#### What you will do
Start with the first line of the data and end with the line that holds "use tokio_util::sync::CancellationToken;"; write out each one exactly.

Top of Exercise data

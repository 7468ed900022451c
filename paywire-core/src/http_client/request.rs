use crate::endpoint::HttpMethod;
use crate::error::{Error, NetworkError, Result};
use bytes::Bytes;
use futures_util::TryStream;
use parking_lot::Mutex;
use reqwest::header::{HeaderMap, HeaderName, HeaderValue};
use serde::Serialize;
use std::fmt;
use tokio_util::sync::CancellationToken;
use tracing::{debug, instrument, warn};
use url::Url;

use super::builder::HttpClient;
use super::headers::redacted_headers;
use super::response::ApiResponse;

/// Source of a request body for each attempt.
///
/// `Bytes` can be re-sent any number of times. A `Stream` body is handed to
/// the first attempt and cannot be replayed; a retry of such a request fails
/// with [`Error::InvalidRequest`] instead of sending an empty body.
#[derive(Default)]
pub enum RequestBody {
    /// No body.
    #[default]
    Empty,
    /// Buffered body, replayed on every attempt.
    Bytes(Bytes),
    /// One-shot streaming body.
    Stream(Mutex<Option<reqwest::Body>>),
}

impl RequestBody {
    /// Serializes `value` as JSON into a replayable body.
    pub fn json<T: Serialize + ?Sized>(value: &T) -> Result<Self> {
        let bytes = serde_json::to_vec(value)
            .map_err(|e| Error::invalid_request(format!("JSON serialization failed: {e}")))?;
        Ok(Self::Bytes(Bytes::from(bytes)))
    }

    /// Wraps a byte stream as a one-shot body.
    pub fn from_stream<S>(stream: S) -> Self
    where
        S: TryStream + Send + 'static,
        S::Error: Into<Box<dyn std::error::Error + Send + Sync>>,
        Bytes: From<S::Ok>,
    {
        Self::Stream(Mutex::new(Some(reqwest::Body::wrap_stream(stream))))
    }

    /// Returns `true` if the body can be sent more than once.
    pub fn is_replayable(&self) -> bool {
        !matches!(self, Self::Stream(_))
    }

    /// Size in bytes when known up front.
    pub fn len(&self) -> Option<usize> {
        match self {
            Self::Empty => Some(0),
            Self::Bytes(bytes) => Some(bytes.len()),
            Self::Stream(_) => None,
        }
    }

    /// Returns `true` for [`RequestBody::Empty`].
    pub fn is_empty(&self) -> bool {
        matches!(self, Self::Empty)
    }

    /// Produces the body for the next attempt.
    pub(crate) fn for_attempt(&self) -> Result<Option<reqwest::Body>> {
        match self {
            Self::Empty => Ok(None),
            Self::Bytes(bytes) => Ok(Some(reqwest::Body::from(bytes.clone()))),
            Self::Stream(slot) => slot.lock().take().map(Some).ok_or_else(|| {
                Error::invalid_request("request body is a consumed stream and cannot be replayed")
            }),
        }
    }
}

impl fmt::Debug for RequestBody {
    fn fmt(&self, f: &mut fmt::Formatter<'_>) -> fmt::Result {
        match self {
            Self::Empty => f.write_str("Empty"),
            Self::Bytes(bytes) => write!(f, "Bytes({} bytes)", bytes.len()),
            Self::Stream(_) => f.write_str("Stream"),
        }
    }
}

impl From<Bytes> for RequestBody {
    fn from(bytes: Bytes) -> Self {
        Self::Bytes(bytes)
    }
}

impl From<Vec<u8>> for RequestBody {
    fn from(bytes: Vec<u8>) -> Self {
        Self::Bytes(Bytes::from(bytes))
    }
}

/// A fully formed request, ready for the retry loop.
#[derive(Debug)]
pub struct HttpRequest {
    /// HTTP method.
    pub method: HttpMethod,
    /// Absolute request URL.
    pub url: Url,
    /// Headers sent on every attempt.
    pub headers: HeaderMap,
    /// Body and its replay source.
    pub body: RequestBody,
}

impl HttpRequest {
    /// Creates a request without headers or body.
    pub fn new(method: HttpMethod, url: Url) -> Self {
        Self {
            method,
            url,
            headers: HeaderMap::new(),
            body: RequestBody::Empty,
        }
    }

    /// Adds a header. Invalid header values are rejected.
    pub fn header(mut self, name: HeaderName, value: &str) -> Result<Self> {
        let value = HeaderValue::from_str(value)
            .map_err(|e| Error::invalid_request(format!("Invalid value for header {name}: {e}")))?;
        self.headers.insert(name, value);
        Ok(self)
    }

    /// Adds a header whose value must never be logged.
    pub fn sensitive_header(mut self, name: HeaderName, value: &str) -> Result<Self> {
        let mut value = HeaderValue::from_str(value)
            .map_err(|e| Error::invalid_request(format!("Invalid value for header {name}: {e}")))?;
        value.set_sensitive(true);
        self.headers.insert(name, value);
        Ok(self)
    }

    /// Sets the body.
    #[must_use]
    pub fn body(mut self, body: impl Into<RequestBody>) -> Self {
        self.body = body.into();
        self
    }

    /// Path plus query, as recorded on the request spans.
    pub fn path(&self) -> String {
        match self.url.query() {
            Some(query) => format!("{}?{query}", self.url.path()),
            None => self.url.path().to_string(),
        }
    }
}

impl HttpClient {
    /// Performs exactly one round-trip and buffers the response body.
    ///
    /// Holds a per-host connection permit until the body has been read, and
    /// races the whole exchange against `cancel`.
    #[instrument(
        name = "http_send_once",
        skip(self, request, cancel),
        fields(method = %request.method, path = %request.path())
    )]
    pub async fn send_once(
        &self,
        request: &HttpRequest,
        cancel: &CancellationToken,
    ) -> Result<ApiResponse> {
        if let Some(len) = request.body.len()
            && len > self.config().max_request_size
        {
            return Err(Error::invalid_request(format!(
                "Request body {len} bytes exceeds limit {} bytes",
                self.config().max_request_size
            )));
        }

        let mut builder = self
            .client()
            .request(request.method.into(), request.url.clone())
            .headers(request.headers.clone());
        if let Some(body) = request.body.for_attempt()? {
            builder = builder.body(body);
        }

        debug!(
            headers = ?redacted_headers(&request.headers),
            body = ?request.body,
            "Sending HTTP request"
        );

        let exchange = async {
            let _permit = self
                .connection_limit()
                .acquire()
                .await
                .map_err(|_| Error::network("connection limiter closed"))?;
            let response = builder.send().await.map_err(|e| {
                warn!(error = %e, "HTTP request send failed");
                Error::from(NetworkError::from(e))
            })?;
            self.read_response_with_limit(response).await
        };

        tokio::select! {
            biased;
            () = cancel.cancelled() => Err(Error::cancelled("request cancelled by caller")),
            result = exchange => result,
        }
    }
}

Bottom of Exercise data

#### Answer to the problem
repository 7468ed900022451c
filename paywire-core/src/http_client/request.rs
use crate::endpoint::HttpMethod;
use crate::error::{Error, NetworkError, Result};
use bytes::Bytes;
use futures_util::TryStream;
use parking_lot::Mutex;
use reqwest::header::{HeaderMap, HeaderName, HeaderValue};
use serde::Serialize;
use std::fmt;
use tokio_util::sync::CancellationToken;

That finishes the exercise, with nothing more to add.